* [Stored items]:

- - -

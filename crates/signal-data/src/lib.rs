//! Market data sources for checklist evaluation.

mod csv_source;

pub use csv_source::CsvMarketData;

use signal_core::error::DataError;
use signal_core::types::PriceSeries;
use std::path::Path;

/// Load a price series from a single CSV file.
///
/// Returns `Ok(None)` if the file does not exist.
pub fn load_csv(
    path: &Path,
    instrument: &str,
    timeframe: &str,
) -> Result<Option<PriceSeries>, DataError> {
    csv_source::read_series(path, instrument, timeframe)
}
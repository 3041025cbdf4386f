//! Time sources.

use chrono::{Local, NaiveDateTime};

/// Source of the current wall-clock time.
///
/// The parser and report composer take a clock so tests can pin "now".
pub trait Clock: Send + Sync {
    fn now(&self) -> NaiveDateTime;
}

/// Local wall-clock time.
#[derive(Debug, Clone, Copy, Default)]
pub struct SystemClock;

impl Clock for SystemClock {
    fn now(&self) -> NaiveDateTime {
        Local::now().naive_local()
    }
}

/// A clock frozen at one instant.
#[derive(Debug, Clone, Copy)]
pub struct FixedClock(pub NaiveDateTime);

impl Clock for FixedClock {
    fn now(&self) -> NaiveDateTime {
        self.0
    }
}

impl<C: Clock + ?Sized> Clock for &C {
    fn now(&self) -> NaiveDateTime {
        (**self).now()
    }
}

- - -

* [Work to be completed]:
Write out, from the lines above, only those from the line with "use std::path::Path;" to the line with "-> Result<Option<PriceSeries>, DataError>", exactly as given, including the first and the last.

* [Solution for this task]:
use std::path::Path;

/// Load a price series from a single CSV file.
///
/// Returns `Ok(None)` if the file does not exist.
pub fn load_csv(
    path: &Path,
    instrument: &str,
    timeframe: &str,
) -> Result<Option<PriceSeries>, DataError> {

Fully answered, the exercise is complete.